In [1]:
version = "REPLACE_PACKAGE_VERSION"

# Assignment 2: Mining Itemsets (Part IV)

## Evaluating Frequent Itemsets

Even though we have found all the frequent itemsets, not all of them are interesting. In Part IV of this assignment, we will practice how to evaluate the frequent itemsets.

First, let's import the packages and dependencies that will be used in this part of assignment 2.

In [2]:
import pandas as pd
import numpy as np
from sklearn.preprocessing import MultiLabelBinarizer

from mlxtend.frequent_patterns import apriori
from mlxtend.frequent_patterns import association_rules

**<span style="color:red">NOTE: These are all the imports we need to make for this assignment (Part IV). You should not make other imports in your submitted notebook. You will receive 0 points for the exercises if your solution includes additional imports.</span>**

People have developed various measurements of the interestingness of patterns. Most of them split the itemset into an antecedent item(set) and a consequent item(set), and then measure the correlation between the antecedent and the consequent. Let's try some of such measurements implemented by the `mlxtend.frequent_patterns.association_rules` API, which we have imported. For more information about the API, visit the [documentation](http://rasbt.github.io/mlxtend/user_guide/frequent_patterns/association_rules/) of the `mlxtend` package.

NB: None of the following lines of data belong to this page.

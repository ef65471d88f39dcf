//! Fungible tokens.

use solwright_core::Catalog;

use crate::model::{
    ConstructorArg, ContractModel, FunctionDef, FunctionKind, Mutability, Owner, ParentArg,
};
use crate::{Error, Result};

use super::access::require_access_control;
use super::{CommonOptions, add_overrides, apply_common, base, new_model, pausable};

/// Decimal places beyond which a premint amount cannot be represented.
const MAX_DECIMALS: usize = 18;

#[derive(Clone, Debug, PartialEq, Eq, serde::Deserialize)]
#[serde(rename_all = "camelCase", default)]
pub struct Erc20Options {
    pub name: String,
    pub symbol: String,
    pub burnable: bool,
    pub pausable: bool,
    /// Tokens minted to `recipient` at deployment, as a decimal string.
    pub premint: Option<String>,
    pub mintable: bool,
    pub permit: bool,
    pub votes: bool,
    #[serde(flatten)]
    pub common: CommonOptions,
}

impl Default for Erc20Options {
    fn default() -> Self {
        Self {
            name: "MyToken".to_string(),
            symbol: "MTK".to_string(),
            burnable: false,
            pausable: false,
            premint: None,
            mintable: false,
            permit: true,
            votes: false,
            common: CommonOptions::default(),
        }
    }
}

pub fn update() -> FunctionDef {
    FunctionDef::new("_update")
        .arg("from", "address")
        .arg("to", "address")
        .arg("value", "uint256")
        .kind(FunctionKind::Internal)
}

pub fn nonces() -> FunctionDef {
    FunctionDef::new("nonces")
        .arg("owner", "address")
        .mutability(Mutability::View)
        .returns("uint256")
}

pub fn mint() -> FunctionDef {
    FunctionDef::new("mint")
        .arg("to", "address")
        .arg("amount", "uint256")
}

pub fn build_erc20(opts: &Erc20Options, catalog: &Catalog) -> Result<ContractModel> {
    let mut model = new_model(&opts.name, &opts.common)?;
    let access = opts.common.access;

    let erc20 = base(catalog, "ERC20")?
        .arg(ParentArg::literal(&opts.name))
        .arg(ParentArg::literal(&opts.symbol));
    model.add_parent(erc20.clone())?;
    let mut update_targets = vec![erc20];
    let mut nonces_targets = Vec::new();

    if opts.burnable {
        model.add_parent(base(catalog, "ERC20Burnable")?)?;
    }

    if opts.pausable {
        let erc20_pausable = base(catalog, "ERC20Pausable")?;
        model.add_parent(erc20_pausable.clone())?;
        update_targets.push(erc20_pausable);
        pausable::add_pause_functions(&mut model, catalog, access)?;
    }

    if let Some(premint) = opts.premint.as_deref() {
        add_premint(&mut model, premint)?;
    }

    if opts.mintable {
        let mint = model.add_function(mint())?;
        require_access_control(&mut model, catalog, mint, access, "MINTER", "minter")?;
        model.set_function_body(mint, vec!["_mint(to, amount);".to_string()])?;
    }

    if opts.permit {
        let permit = base(catalog, "ERC20Permit")?.arg(ParentArg::literal(&opts.name));
        model.add_parent(permit)?;
    }

    if opts.votes {
        // EIP712 is a base of ERC20Votes and must precede it.
        if opts.permit {
            nonces_targets.push(base(catalog, "ERC20Permit")?);
            nonces_targets.push(base(catalog, "Nonces")?);
        } else {
            let eip712 = base(catalog, "EIP712")?
                .arg(ParentArg::literal(&opts.name))
                .arg(ParentArg::literal("1"));
            model.add_parent(eip712)?;
        }

        let votes = base(catalog, "ERC20Votes")?;
        model.add_parent(votes.clone())?;
        update_targets.push(votes);
    }

    apply_common(&mut model, catalog, &opts.common)?;

    add_overrides(&mut model, update(), &update_targets)?;
    if !nonces_targets.is_empty() {
        add_overrides(&mut model, nonces(), &nonces_targets)?;
    }
    Ok(model)
}

fn add_premint(model: &mut ContractModel, premint: &str) -> Result<()> {
    let Some(amount) = premint_amount(premint)? else {
        return Ok(());
    };
    model.add_constructor_argument(ConstructorArg::new("recipient", "address"), Owner::Own)?;
    model.add_constructor_code(format!("_mint(recipient, {amount});"))
}

/// Solidity expression for a decimal premint, or `None` when it is zero.
///
/// `"1000"` -> `1000 * 10 ** decimals()`, `"1.5"` -> `15 * 10 ** (decimals() - 1)`.
pub(crate) fn premint_amount(premint: &str) -> Result<Option<String>> {
    let invalid = || Error::InvalidOption {
        option: "premint",
        value: premint.to_string(),
    };

    let trimmed = premint.trim();
    if trimmed.is_empty() {
        return Ok(None);
    }
    let (whole, fraction) = trimmed.split_once('.').unwrap_or((trimmed, ""));
    let all_digits = |s: &str| s.bytes().all(|b| b.is_ascii_digit());
    if !all_digits(whole) || !all_digits(fraction) || (whole.is_empty() && fraction.is_empty()) {
        return Err(invalid());
    }

    let fraction = fraction.trim_end_matches('0');
    if fraction.len() > MAX_DECIMALS {
        return Err(invalid());
    }

    let units = format!("{whole}{fraction}");
    let units = units.trim_start_matches('0');
    if units.is_empty() {
        return Ok(None);
    }

    Ok(Some(if fraction.is_empty() {
        format!("{units} * 10 ** decimals()")
    } else {
        format!("{units} * 10 ** (decimals() - {})", fraction.len())
    }))
}
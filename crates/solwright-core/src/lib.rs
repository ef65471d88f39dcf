#![cfg_attr(coverage_nightly, feature(coverage_attribute))]

//! Shared, read-only building blocks for solwright.
//!
//! - **Catalog**: descriptors of known base contracts (name, import path,
//!   whether an upgradeable variant exists). Built-in catalog is a static
//!   array with zero runtime init; custom catalogs deserialize from JSON once.
//! - **Utils**: identifier normalization used when turning user-provided
//!   names into Solidity identifiers.

pub mod catalog;
pub mod utils;

#[cfg(test)]
mod catalog_tests;
#[cfg(test)]
mod utils_tests;

pub use catalog::{BaseContract, Catalog, CatalogError};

Let's again use the shopping basket dataset as an example.

In [3]:
market_df = pd.read_csv('assets/shopping_basket.csv')
market_frequent_itemsets = apriori(market_df, min_support=0.005, use_colnames=True)

In [4]:
interestingness_measurements = association_rules(market_frequent_itemsets, metric="lift", min_threshold=0)
interestingness_measurements.head()

Unnamed: 0,antecedents,consequents,antecedent support,consequent support,support,confidence,lift,leverage,conviction
0,(almonds),(burgers),0.020397,0.087188,0.005199,0.254902,2.923577,0.003421,1.225089
1,(burgers),(almonds),0.087188,0.020397,0.005199,0.059633,2.923577,0.003421,1.041724
2,(chocolate),(almonds),0.163845,0.020397,0.005999,0.036615,1.795099,0.002657,1.016834
3,(almonds),(chocolate),0.020397,0.163845,0.005999,0.294118,1.795099,0.002657,1.184553
4,(eggs),(almonds),0.179709,0.020397,0.006532,0.03635,1.782108,0.002867,1.016555


In the returned data frame, each row examines one (antecedent -> consequent) pair. *Antecedent support* and *consequent support* measure *P*(antecedent) and *P*(consequent), while *support* measures *P*(antecedent, consequent). In fact, these three values help us characterize the $2\times2$ contingency table, as illustrated in the following table:
 
 |           |              |       |              | 
 -----------:|:------------:|-------|---------------
 |           |    X = 1     | X = 0 |   sum(row)   |
 |     Y = 1 |   `support`    |       | `cons_support` |
 |     Y = 0 |              |       |              |
 | sum(col.) | `ante_support` |       |              |

Most interestingness measurements, including the four shown in the data frame (*confidence*, *lift*, *leverage*, and *conviction*), can be derived from the three support values. For example, $$\text{confidence}=\frac{\text{support}}{\text{antecedent_support}},$$ and $$\text{lift} =\frac{\text{confidence}}{\text{consequent_support}}=\frac{\text{support}}{\text{antecedent_support} * \text{consequent_support}}$$

### Exercise 5. (15 pts)
In this exercise, we are going to implement another interestingness measurement, the (full) mutual information, and add a 'mutual information' column to the data frame. The measurement is defined as

$$I(X;Y)=\sum_{x\in\mathcal{X}}\sum_{y\in\mathcal{Y}} P(X=x, Y=y)\log_2\frac{P(X=x,Y=y)}{P(X=x)P(Y=y)}.$$

Note that the logorithm requirest that the joint probability $P(X=x, Y=y) > 0$, which does not hold for some $(x, y)$. However, since we know that when $P(X=x, Y=y) = 0$, it would not contribute to the sum, you may assume $P(X=x, Y=y)\log_2\frac{P(X=x,Y=y)}{P(X=x)P(P=y)} = 0$ in that case. 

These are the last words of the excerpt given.